Work instructions: Only the lines of the data holding the string "StorageError" need to be returned.

(Collected data entries)
▽
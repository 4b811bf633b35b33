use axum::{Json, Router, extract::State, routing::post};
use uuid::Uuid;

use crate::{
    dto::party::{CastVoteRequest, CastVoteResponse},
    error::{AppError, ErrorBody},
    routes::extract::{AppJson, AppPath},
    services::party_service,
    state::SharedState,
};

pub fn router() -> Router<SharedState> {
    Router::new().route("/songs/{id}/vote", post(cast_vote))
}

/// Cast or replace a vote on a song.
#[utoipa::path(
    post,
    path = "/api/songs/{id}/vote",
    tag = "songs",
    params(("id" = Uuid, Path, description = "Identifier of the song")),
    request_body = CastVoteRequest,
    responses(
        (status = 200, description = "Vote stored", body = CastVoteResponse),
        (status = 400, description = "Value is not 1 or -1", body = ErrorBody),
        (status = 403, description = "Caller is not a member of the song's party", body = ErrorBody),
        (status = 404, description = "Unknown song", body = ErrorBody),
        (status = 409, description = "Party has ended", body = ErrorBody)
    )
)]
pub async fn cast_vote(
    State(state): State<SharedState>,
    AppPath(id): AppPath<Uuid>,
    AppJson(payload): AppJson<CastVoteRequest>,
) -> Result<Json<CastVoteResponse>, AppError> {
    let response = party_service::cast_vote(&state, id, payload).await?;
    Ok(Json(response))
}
△
▽
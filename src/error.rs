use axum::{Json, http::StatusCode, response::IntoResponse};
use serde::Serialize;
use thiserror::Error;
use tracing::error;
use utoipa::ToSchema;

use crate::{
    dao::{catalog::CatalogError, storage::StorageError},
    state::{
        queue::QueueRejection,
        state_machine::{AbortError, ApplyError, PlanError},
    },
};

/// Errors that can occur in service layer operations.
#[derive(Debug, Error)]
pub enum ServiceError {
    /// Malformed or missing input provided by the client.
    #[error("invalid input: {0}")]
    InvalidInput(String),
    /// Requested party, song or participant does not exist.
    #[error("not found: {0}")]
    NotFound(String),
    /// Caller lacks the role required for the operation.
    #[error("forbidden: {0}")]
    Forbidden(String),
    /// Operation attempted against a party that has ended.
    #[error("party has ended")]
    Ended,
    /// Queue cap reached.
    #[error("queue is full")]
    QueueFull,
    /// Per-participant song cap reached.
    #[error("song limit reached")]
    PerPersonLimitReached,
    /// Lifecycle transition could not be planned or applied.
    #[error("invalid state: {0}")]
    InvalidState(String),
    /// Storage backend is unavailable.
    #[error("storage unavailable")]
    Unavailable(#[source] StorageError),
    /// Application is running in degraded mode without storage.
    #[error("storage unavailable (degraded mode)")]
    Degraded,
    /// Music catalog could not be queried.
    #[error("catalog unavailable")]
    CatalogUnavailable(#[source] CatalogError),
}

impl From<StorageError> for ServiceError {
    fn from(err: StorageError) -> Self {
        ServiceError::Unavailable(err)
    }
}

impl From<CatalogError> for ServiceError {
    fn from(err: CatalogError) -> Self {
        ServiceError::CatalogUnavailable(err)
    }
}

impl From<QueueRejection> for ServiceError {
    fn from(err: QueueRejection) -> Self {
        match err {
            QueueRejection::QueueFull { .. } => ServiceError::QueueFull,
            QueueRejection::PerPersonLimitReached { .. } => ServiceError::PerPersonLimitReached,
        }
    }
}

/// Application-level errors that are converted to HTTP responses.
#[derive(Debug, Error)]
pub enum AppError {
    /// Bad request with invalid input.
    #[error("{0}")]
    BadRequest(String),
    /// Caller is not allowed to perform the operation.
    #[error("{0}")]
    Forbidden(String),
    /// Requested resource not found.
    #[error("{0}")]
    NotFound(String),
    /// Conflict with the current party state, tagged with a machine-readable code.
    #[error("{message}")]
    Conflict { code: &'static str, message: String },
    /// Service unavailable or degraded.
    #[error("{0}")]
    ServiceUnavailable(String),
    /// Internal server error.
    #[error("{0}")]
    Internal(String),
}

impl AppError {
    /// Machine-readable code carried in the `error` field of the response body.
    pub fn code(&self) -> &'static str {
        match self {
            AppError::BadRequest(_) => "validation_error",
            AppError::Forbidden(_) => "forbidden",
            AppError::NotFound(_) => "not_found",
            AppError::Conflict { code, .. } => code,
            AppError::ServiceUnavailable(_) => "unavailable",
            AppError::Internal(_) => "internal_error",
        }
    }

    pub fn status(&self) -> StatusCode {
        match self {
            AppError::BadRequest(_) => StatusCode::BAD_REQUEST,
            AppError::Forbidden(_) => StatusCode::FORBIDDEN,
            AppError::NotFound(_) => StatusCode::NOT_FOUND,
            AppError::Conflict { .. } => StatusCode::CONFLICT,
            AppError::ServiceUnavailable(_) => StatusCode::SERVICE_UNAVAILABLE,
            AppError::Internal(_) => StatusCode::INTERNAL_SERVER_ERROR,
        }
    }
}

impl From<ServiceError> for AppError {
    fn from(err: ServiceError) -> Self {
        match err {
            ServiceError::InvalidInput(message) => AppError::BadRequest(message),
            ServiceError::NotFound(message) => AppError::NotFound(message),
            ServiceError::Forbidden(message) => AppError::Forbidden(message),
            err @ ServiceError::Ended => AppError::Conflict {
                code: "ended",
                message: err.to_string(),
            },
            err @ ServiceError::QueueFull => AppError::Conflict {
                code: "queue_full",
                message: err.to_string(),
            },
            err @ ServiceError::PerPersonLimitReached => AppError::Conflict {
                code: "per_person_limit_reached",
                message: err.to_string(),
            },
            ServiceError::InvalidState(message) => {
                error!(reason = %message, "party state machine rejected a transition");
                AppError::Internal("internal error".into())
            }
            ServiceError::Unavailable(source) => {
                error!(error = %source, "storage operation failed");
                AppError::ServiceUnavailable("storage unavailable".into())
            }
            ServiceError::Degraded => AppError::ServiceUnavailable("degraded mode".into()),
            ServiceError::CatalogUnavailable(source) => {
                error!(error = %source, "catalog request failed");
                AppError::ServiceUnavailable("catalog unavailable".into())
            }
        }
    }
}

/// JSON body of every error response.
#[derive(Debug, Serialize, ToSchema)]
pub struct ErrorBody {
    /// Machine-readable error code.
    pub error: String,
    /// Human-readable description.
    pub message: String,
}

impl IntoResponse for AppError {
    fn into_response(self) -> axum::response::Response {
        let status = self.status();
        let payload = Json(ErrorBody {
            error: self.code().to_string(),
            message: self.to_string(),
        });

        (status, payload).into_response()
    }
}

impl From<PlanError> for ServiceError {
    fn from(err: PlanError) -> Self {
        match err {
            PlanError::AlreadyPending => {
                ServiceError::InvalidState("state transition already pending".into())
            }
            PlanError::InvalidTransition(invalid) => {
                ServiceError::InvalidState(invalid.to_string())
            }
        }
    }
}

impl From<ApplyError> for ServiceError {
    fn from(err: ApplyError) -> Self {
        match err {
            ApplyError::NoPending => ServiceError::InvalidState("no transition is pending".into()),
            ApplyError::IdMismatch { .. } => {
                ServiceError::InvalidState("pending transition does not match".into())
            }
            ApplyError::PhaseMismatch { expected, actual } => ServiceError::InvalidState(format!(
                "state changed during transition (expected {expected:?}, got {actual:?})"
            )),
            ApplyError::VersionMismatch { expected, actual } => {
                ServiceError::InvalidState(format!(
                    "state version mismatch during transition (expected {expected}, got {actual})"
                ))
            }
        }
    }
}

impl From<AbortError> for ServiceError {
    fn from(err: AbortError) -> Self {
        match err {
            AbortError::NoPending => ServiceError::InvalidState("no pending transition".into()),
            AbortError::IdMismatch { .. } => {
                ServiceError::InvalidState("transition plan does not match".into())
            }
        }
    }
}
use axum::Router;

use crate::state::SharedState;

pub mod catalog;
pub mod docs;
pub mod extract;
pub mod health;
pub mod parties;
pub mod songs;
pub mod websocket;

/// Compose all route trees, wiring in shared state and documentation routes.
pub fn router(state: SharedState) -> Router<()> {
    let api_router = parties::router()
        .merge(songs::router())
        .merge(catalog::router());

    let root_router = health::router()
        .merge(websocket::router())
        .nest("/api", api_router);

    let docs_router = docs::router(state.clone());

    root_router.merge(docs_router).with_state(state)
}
△
Final answer:
    dao::{catalog::CatalogError, storage::StorageError},
    Unavailable(#[source] StorageError),
impl From<StorageError> for ServiceError {
    fn from(err: StorageError) -> Self {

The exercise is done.